** What is being asked **
Select all lines holding the word "gate" from the entries that follow.

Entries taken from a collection
■ ■ ■ ■ ■

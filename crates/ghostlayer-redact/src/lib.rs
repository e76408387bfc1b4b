//! GhostLayer Redaction Engine
//!
//! This crate detects sensitive spans in free-form text and makes the
//! redaction reversible:
//! - Validators and the built-in pattern catalog
//! - A safety gate for user-supplied regular expressions
//! - Overlap resolution and entity-consistent replacement tags
//! - Rendering tagged text and restoring originals from rewritten output

pub mod engine;
pub mod patterns;
pub mod redactor;
pub mod safety;
pub mod stats;
pub mod validators;

pub use engine::{
    apply_overrides, assign_tags, detect, reattach_tags, retag_match, EngineConfig, OverrideScope,
    RedactionEngine, RuleSet, ToggleReconciliation, PROPAGATION_RULE_ID,
};
pub use patterns::{generate_smart_pattern, system_pattern, SystemPattern, SYSTEM_PATTERNS};
pub use redactor::{find_tags, render_redacted, restore, restore_with, tag_map};
pub use safety::{validate_custom_pattern, validate_custom_pattern_with, CompiledPattern, SafetyLimits};
pub use stats::{CategoryCount, RedactionStats};
pub use validators::{
    is_valid_card_number, is_valid_national_id, is_valid_tax_id, CountryProfile,
};
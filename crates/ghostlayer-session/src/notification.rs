//! Transient user notifications
//!
//! A session holds at most one notification. Showing a new one replaces the
//! pending one together with its deadline.

use serde::{Deserialize, Serialize};
use std::time::{Duration, Instant};

/// Severity of a notification
#[derive(Debug, Clone, Copy, PartialEq, Eq, Serialize, Deserialize)]
#[serde(rename_all = "snake_case")]
pub enum NotificationKind {
    Info,
    Success,
    Error,
}

#[derive(Debug, Clone, PartialEq, Eq)]
pub struct Notification {
    pub message: String,
    pub kind: NotificationKind,
    pub expires_at: Instant,
}

/// Single-slot notification holder with a fixed time-to-live
#[derive(Debug, Clone)]
pub struct NotificationSlot {
    ttl: Duration,
    pending: Option<Notification>,
}

impl NotificationSlot {
    pub fn new(ttl: Duration) -> Self {
        Self { ttl, pending: None }
    }

    /// Replace whatever is pending
    pub fn show(&mut self, message: impl Into<String>, kind: NotificationKind) {
        self.show_at(message, kind, Instant::now());
    }

    pub fn show_at(&mut self, message: impl Into<String>, kind: NotificationKind, now: Instant) {
        self.pending = Some(Notification {
            message: message.into(),
            kind,
            expires_at: now + self.ttl,
        });
    }

    /// The pending notification, unless it has expired
    pub fn current(&self) -> Option<&Notification> {
        self.current_at(Instant::now())
    }

    pub fn current_at(&self, now: Instant) -> Option<&Notification> {
        self.pending.as_ref().filter(|n| now < n.expires_at)
    }

    pub fn dismiss(&mut self) {
        self.pending = None;
    }
}

#[cfg(test)]
mod tests {
    use super::*;

    #[test]
    fn test_notification_expires() {
        let mut slot = NotificationSlot::new(Duration::from_millis(3000));
        let now = Instant::now();
        slot.show_at("Undo", NotificationKind::Info, now);

        assert_eq!(slot.current_at(now).unwrap().message, "Undo");
        assert!(slot.current_at(now + Duration::from_millis(2999)).is_some());
        assert!(slot.current_at(now + Duration::from_millis(3000)).is_none());
    }

    #[test]
    fn test_new_notification_replaces_pending() {
        let mut slot = NotificationSlot::new(Duration::from_millis(100));
        let start = Instant::now();
        slot.show_at("first", NotificationKind::Info, start);

        let later = start + Duration::from_millis(80);
        slot.show_at("second", NotificationKind::Error, later);

        // The first deadline no longer applies
        let current = slot.current_at(start + Duration::from_millis(150)).unwrap();
        assert_eq!(current.message, "second");
        assert_eq!(current.kind, NotificationKind::Error);
    }

    #[test]
    fn test_dismiss() {
        let mut slot = NotificationSlot::new(Duration::from_secs(60));
        slot.show("saved", NotificationKind::Success);
        assert!(slot.current().is_some());
        slot.dismiss();
        assert!(slot.current().is_none());
    }
}
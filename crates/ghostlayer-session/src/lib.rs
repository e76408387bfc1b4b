//! GhostLayer Session
//!
//! Interactive layer on top of the redaction engine:
//! - Working text, rules and the current match list
//! - Linear undo/redo over text, rules and toggles
//! - Transient notifications
//! - Rule persistence behind a `RuleStore`

pub mod config;
pub mod history;
pub mod notification;
pub mod session;
pub mod store;

pub use config::SessionConfig;
pub use history::History;
pub use notification::{Notification, NotificationKind, NotificationSlot};
pub use session::{Session, Snapshot};
pub use store::{JsonFileRuleStore, MemoryRuleStore, RuleStore, StoredState, write_atomic};
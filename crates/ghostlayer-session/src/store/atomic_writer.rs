//! Crash-safe replacement of the rule store file

use ghostlayer_core::Result;
use std::fs::{self, OpenOptions};
use std::io::Write;
use std::path::{Path, PathBuf};

/// Write `data` next to `path` and rename it into place
///
/// Readers see either the previous document or the new one, never a torn
/// write. Missing parent directories are created.
pub fn write_atomic(path: &Path, data: &[u8]) -> Result<()> {
    if let Some(parent) = path.parent()
        && !parent.as_os_str().is_empty()
    {
        fs::create_dir_all(parent)?;
    }

    let staging = Staging::new(path);
    let mut file = OpenOptions::new()
        .write(true)
        .create(true)
        .truncate(true)
        .open(&staging.path)?;
    file.write_all(data)?;
    file.sync_all()?;
    drop(file);

    fs::rename(&staging.path, path)?;
    staging.disarm();
    Ok(())
}

/// Staging file that is removed unless the rename went through
struct Staging {
    path: PathBuf,
    armed: bool,
}

impl Staging {
    fn new(target: &Path) -> Self {
        let mut name = target.as_os_str().to_owned();
        name.push(".tmp");
        Self {
            path: PathBuf::from(name),
            armed: true,
        }
    }

    fn disarm(mut self) {
        self.armed = false;
    }
}

impl Drop for Staging {
    fn drop(&mut self) {
        if self.armed {
            let _ = fs::remove_file(&self.path);
        }
    }
}
//! Error types for GhostLayer Core

use std::fmt;
use thiserror::Error;

#[derive(Debug, Error)]
pub enum Error {
    /// The pattern does not compile at all
    #[error("Invalid pattern '{pattern}': {reason}")]
    InvalidPattern { pattern: String, reason: String },

    /// The pattern compiles but is likely to backtrack catastrophically
    #[error("Unsafe pattern '{pattern}': {reason}")]
    UnsafePattern {
        pattern: String,
        reason: UnsafeReason,
    },

    #[error("Serialization error: {0}")]
    Serialization(#[from] serde_json::Error),

    // Configuration errors
    #[error("Configuration error: {0}")]
    Config(String),

    // Persistence errors
    #[error("Store error: {0}")]
    Store(String),

    #[error("Not found: {0}")]
    NotFound(String),

    #[error("IO error: {0}")]
    Io(#[from] std::io::Error),
}

impl Error {
    /// True for both rejection kinds of the regex safety gate
    pub fn is_pattern_rejection(&self) -> bool {
        matches!(
            self,
            Error::InvalidPattern { .. } | Error::UnsafePattern { .. }
        )
    }
}

/// Why the safety gate refused a custom pattern
#[derive(Debug, Clone, Copy, PartialEq, Eq)]
pub enum UnsafeReason {
    /// A repeated group that itself contains an unbounded quantifier, e.g. `(a+)+`
    NestedQuantifier,

    /// More `*`/`+` operators than allowed
    TooManyRepetitions { found: usize, limit: usize },

    /// More groups than allowed
    TooManyGroups { found: usize, limit: usize },

    /// More `|` alternations than allowed
    TooManyAlternations { found: usize, limit: usize },
}

impl fmt::Display for UnsafeReason {
    fn fmt(&self, f: &mut fmt::Formatter<'_>) -> fmt::Result {
        match self {
            UnsafeReason::NestedQuantifier => {
                write!(f, "nested quantifiers can cause catastrophic backtracking")
            }
            UnsafeReason::TooManyRepetitions { found, limit } => {
                write!(f, "{} repetition operators (limit {})", found, limit)
            }
            UnsafeReason::TooManyGroups { found, limit } => {
                write!(f, "{} groups (limit {})", found, limit)
            }
            UnsafeReason::TooManyAlternations { found, limit } => {
                write!(f, "{} alternations (limit {})", found, limit)
            }
        }
    }
}

pub type Result<T> = std::result::Result<T, Error>;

■ ■ ■ ■ ■

** Answer to this task **
//! - A safety gate for user-supplied regular expressions
    /// True for both rejection kinds of the regex safety gate
/// Why the safety gate refused a custom pattern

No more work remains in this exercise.